Over at Cafe Hayek, Don Boudreaux quotes reader Don Noone regarding migration of Americans from blue states to red states. Case in point: Denver, where most folks are "from away" (as we used to say back in Maine). Supposedly, the average American moves every five years. Many such moves are local, but many are long-distance, and a consistent trend over the last 30+ years has been migration of people from the Left Coast and Northeast to the South and interior West. Naturally, some people (mostly younger) are attracted to big cities like New York and San Francisco, too. Most likely there is an age factor here: people become more conservative as they age, and they may want to retire to safe, pleasant, and expensive places like the Colorado mountains or Carolina coast once they can afford to do so. What happens to the political outlook of such people?
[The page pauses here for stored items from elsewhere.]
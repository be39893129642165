// THEORY:
// The `Color` module is the output vocabulary of the raster engine. Like the
// pixel container it descends from, it is a "dumb" data holder: three 2-bit
// channel intensities and nothing else. It knows how to widen itself into the
// 8-bit bytes a framebuffer or PNG encoder expects, but it has no idea where a
// pixel sits on screen or why it got the color it has.
//
// Key principles:
// 1) Narrow by construction: every channel is masked to 0..=3 on the way in, so
//    no consumer ever has to range-check a `Color`.
// 2) `Region` lives here too. It is the classifier's verdict and the
//    compositor's input, and keeping both ends of that handoff in one leaf module
//    means neither of them depends on the other.

pub mod color {
    pub type Byte = u8;
    /// A 2-bit channel intensity carried in a byte. Only the low two bits are used.
    pub type Channel = Byte;

    /// Highest value a 2-bit channel can carry.
    pub const MAX_CHANNEL: Channel = 0b11;
    /// Multiplier that spreads 0..=3 evenly over 0..=255.
    pub const CHANNEL_EXPANSION: Byte = 85;

    const CHANNELS: usize = 4;

    /// The mutually exclusive scene regions a pixel can fall into.
    #[derive(Debug, Clone, Copy, PartialEq, Eq, Hash)]
    pub enum Region {
        /// Inside the pulsating center disk. Wins over everything else.
        Center,
        /// Inside at least one of the six petals and not inside the center.
        Petal,
        /// Everything else: the vertical sky gradient.
        Background,
    }

    /// Three 2-bit channel intensities.
    #[derive(Debug, Clone, Copy, PartialEq, Eq, Hash, Default)]
    pub struct Color {
        /// The red channel value (0-3).
        pub red: Channel,
        /// The green channel value (0-3).
        pub green: Channel,
        /// The blue channel value (0-3).
        pub blue: Channel,
    }

    impl Color {
        /// All channels off. Also what blanking intervals emit.
        pub const BLACK: Color = Color { red: 0, green: 0, blue: 0 };

        pub const fn new(red: Channel, green: Channel, blue: Channel) -> Self {
            Color {
                red: red & MAX_CHANNEL,
                green: green & MAX_CHANNEL,
                blue: blue & MAX_CHANNEL,
            }
        }

        #[inline]
        fn expand(channel: Channel) -> Byte {
            channel * CHANNEL_EXPANSION
        }

        /// Widens the 2-bit channels to full bytes as opaque RGBA.
        #[inline]
        pub fn to_rgba8(self) -> [Byte; CHANNELS] {
            [
                Self::expand(self.red),
                Self::expand(self.green),
                Self::expand(self.blue),
                Byte::MAX,
            ]
        }
    }
}

#[cfg(test)]
mod tests {
    use super::color::*;

    #[test]
    fn new_masks_channels_to_two_bits() {
        let color = Color::new(7, 4, 0xFF);
        assert_eq!(color, Color { red: 3, green: 0, blue: 3 });
    }

    #[test]
    fn expansion_spans_full_byte_range() {
        let expanded: Vec<Byte> = (0..=MAX_CHANNEL).map(|c| Color::new(c, 0, 0).to_rgba8()[0]).collect();
        assert_eq!(expanded, vec![0, 85, 170, 255]);
    }

    #[test]
    fn petal_color_widens_to_opaque_rgba() {
        assert_eq!(Color::new(3, 1, 2).to_rgba8(), [255, 85, 170, 255]);
    }
}
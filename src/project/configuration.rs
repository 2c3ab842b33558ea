use std::fmt;

/// A build configuration of a project, as declared by the solution.
///
/// There is one configuration per solution configuration and platform pair the project takes
/// part in, such as `Debug|x64`.
#[derive(Debug, Clone, PartialEq, Eq, Hash)]
pub struct Configuration {
    project: String,
    configuration_name: String,
    platform_name: String,
    project_configuration: String,
    include_in_build: bool,
}

impl Configuration {
    /// Creates a configuration owned by the project named `project`.
    #[must_use]
    pub fn new(
        project: impl Into<String>,
        configuration_name: impl Into<String>,
        platform_name: impl Into<String>,
        include_in_build: bool,
    ) -> Self {
        Configuration {
            project: project.into(),
            configuration_name: configuration_name.into(),
            platform_name: platform_name.into(),
            project_configuration: String::new(),
            include_in_build,
        }
    }

    /// Sets the project configuration built when the solution is built in this configuration.
    #[must_use]
    pub fn with_project_configuration(mut self, project_configuration: impl Into<String>) -> Self {
        self.project_configuration = project_configuration.into();
        self
    }

    /// Creates a configuration from a `"<configuration>|<platform>"` key.
    ///
    /// The key is suffixed with `|` before splitting, so a key without a separator yields the
    /// whole key as configuration name and an empty platform name.
    #[must_use]
    pub fn from_key(project: impl Into<String>, key: &str, include_in_build: bool) -> Self {
        let padded = format!("{key}|");
        let mut parts = padded.split('|');
        let configuration_name = parts.next().unwrap_or_default();
        let platform_name = parts.next().unwrap_or_default();

        Configuration::new(project, configuration_name, platform_name, include_in_build)
    }

    /// Returns the name of the project this configuration belongs to.
    #[must_use]
    pub fn project(&self) -> &str {
        &self.project
    }

    /// Returns the configuration name, e.g. `Debug`.
    #[must_use]
    pub fn configuration_name(&self) -> &str {
        &self.configuration_name
    }

    /// Returns the platform name, e.g. `x64`.
    #[must_use]
    pub fn platform_name(&self) -> &str {
        &self.platform_name
    }

    /// Returns the project configuration mapped to this solution configuration, e.g.
    /// `Debug|AnyCPU`, or an empty string for solution-level configurations.
    #[must_use]
    pub fn project_configuration(&self) -> &str {
        &self.project_configuration
    }

    /// Returns `true` if the project is built in this configuration.
    #[must_use]
    pub fn include_in_build(&self) -> bool {
        self.include_in_build
    }
}

impl fmt::Display for Configuration {
    fn fmt(&self, f: &mut fmt::Formatter<'_>) -> fmt::Result {
        write!(f, "{}|{}", self.configuration_name, self.platform_name)
    }
}

#[cfg(test)]
mod tests {
    use super::*;

    #[test]
    fn from_key() {
        let configuration = Configuration::from_key("App", "Release|Any CPU", true);
        assert_eq!(configuration.project(), "App");
        assert_eq!(configuration.configuration_name(), "Release");
        assert_eq!(configuration.platform_name(), "Any CPU");
        assert!(configuration.include_in_build());
        assert_eq!(configuration.to_string(), "Release|Any CPU");
    }

    #[test]
    fn from_key_without_separator() {
        let configuration = Configuration::from_key("App", "Debug", false);
        assert_eq!(configuration.configuration_name(), "Debug");
        assert_eq!(configuration.platform_name(), "");
        assert!(!configuration.include_in_build());
    }

    #[test]
    fn from_key_extra_separators() {
        let configuration = Configuration::from_key("App", "Debug|x64|extra", true);
        assert_eq!(configuration.configuration_name(), "Debug");
        assert_eq!(configuration.platform_name(), "x64");
    }

    #[test]
    fn project_configuration() {
        let configuration = Configuration::from_key("App", "Debug|x86", true);
        assert_eq!(configuration.project_configuration(), "");

        let configuration = configuration.with_project_configuration("Debug|AnyCPU");
        assert_eq!(configuration.project_configuration(), "Debug|AnyCPU");
        assert_eq!(configuration.to_string(), "Debug|x86");
    }
}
Do they soak up the more conservative values of their surroundings, or impose their more liberal values on the locals? Probably a bit of both. And let's not forget that those red-state/blue-state maps make American states seem more monolithic than they are in reality: there are plenty of blue areas within red states (e.g., Denver and Boulder within Colorado) and red areas within blue states (usually more rural areas in the far West, Northeast, and Upper Midwest). In general I'm getting rather tired of all the red vs. blue rhetoric -- if you ask me, much of it boils down to nothing more than what Dr. Seuss in his wisdom lampooned as Star-Belly Sneetches vs. Plain-Belly Sneetches.